## Instructions for the task
Every line below that holds the word "Query" must be listed.
┌────────
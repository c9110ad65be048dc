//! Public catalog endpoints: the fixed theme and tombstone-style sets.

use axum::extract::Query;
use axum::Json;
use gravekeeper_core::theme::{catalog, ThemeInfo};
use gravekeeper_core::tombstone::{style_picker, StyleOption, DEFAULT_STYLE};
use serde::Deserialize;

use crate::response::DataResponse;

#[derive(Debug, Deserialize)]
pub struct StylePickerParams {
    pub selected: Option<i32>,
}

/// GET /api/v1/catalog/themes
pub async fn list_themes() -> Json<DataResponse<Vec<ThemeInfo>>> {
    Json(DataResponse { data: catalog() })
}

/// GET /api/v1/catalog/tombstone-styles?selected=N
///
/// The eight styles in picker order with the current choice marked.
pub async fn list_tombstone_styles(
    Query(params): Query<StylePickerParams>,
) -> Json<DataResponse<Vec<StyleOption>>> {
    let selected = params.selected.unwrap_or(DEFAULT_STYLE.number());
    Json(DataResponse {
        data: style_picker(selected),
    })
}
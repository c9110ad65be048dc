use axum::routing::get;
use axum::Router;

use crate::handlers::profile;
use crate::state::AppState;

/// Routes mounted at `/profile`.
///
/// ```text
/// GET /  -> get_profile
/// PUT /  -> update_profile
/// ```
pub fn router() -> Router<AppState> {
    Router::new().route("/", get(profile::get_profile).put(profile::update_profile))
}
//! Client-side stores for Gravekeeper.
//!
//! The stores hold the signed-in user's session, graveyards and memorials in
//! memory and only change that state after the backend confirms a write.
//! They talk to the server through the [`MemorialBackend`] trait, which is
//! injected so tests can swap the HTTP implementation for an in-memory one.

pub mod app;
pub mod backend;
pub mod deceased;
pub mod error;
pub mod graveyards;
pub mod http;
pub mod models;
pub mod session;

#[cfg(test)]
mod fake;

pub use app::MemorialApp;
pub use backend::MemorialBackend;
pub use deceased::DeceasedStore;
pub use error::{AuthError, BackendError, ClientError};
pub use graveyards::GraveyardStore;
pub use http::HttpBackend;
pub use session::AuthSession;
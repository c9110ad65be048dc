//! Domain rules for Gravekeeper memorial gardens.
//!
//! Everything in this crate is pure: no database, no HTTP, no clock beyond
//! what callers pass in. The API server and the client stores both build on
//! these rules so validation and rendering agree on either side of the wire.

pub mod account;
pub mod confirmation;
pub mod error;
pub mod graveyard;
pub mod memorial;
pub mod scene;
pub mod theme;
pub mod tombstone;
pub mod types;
└────────
┌────────
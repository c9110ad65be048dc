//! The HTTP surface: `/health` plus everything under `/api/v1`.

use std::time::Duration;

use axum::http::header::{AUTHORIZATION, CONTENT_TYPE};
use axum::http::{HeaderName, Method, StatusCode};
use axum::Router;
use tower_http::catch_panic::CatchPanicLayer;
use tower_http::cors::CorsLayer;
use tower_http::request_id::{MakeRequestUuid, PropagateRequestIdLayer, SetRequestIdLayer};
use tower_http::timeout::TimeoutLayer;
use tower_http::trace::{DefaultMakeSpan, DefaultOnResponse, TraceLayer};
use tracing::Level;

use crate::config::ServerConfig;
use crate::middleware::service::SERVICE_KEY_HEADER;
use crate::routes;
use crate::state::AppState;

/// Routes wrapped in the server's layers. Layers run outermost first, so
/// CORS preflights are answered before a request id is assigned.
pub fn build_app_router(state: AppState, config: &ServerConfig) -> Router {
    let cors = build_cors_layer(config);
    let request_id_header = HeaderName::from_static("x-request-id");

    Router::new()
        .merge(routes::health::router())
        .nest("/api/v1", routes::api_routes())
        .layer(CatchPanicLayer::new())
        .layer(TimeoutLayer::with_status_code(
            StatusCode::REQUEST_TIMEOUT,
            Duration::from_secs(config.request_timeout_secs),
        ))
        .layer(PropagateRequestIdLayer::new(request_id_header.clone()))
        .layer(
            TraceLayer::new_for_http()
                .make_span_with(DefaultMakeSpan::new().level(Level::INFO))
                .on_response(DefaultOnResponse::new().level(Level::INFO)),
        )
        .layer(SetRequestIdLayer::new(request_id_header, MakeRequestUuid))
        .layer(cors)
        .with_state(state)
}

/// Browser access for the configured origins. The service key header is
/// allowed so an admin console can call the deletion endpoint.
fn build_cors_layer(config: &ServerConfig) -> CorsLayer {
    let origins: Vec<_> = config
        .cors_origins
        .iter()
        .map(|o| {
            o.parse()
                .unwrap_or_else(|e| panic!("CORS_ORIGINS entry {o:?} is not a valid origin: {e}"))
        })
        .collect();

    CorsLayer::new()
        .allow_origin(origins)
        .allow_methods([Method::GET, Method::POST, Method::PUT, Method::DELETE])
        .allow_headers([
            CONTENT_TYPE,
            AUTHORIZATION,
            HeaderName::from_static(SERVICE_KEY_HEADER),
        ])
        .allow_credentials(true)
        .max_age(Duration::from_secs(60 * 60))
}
└────────
## Your response
use axum::extract::Query;
    Query(params): Query<StylePickerParams>,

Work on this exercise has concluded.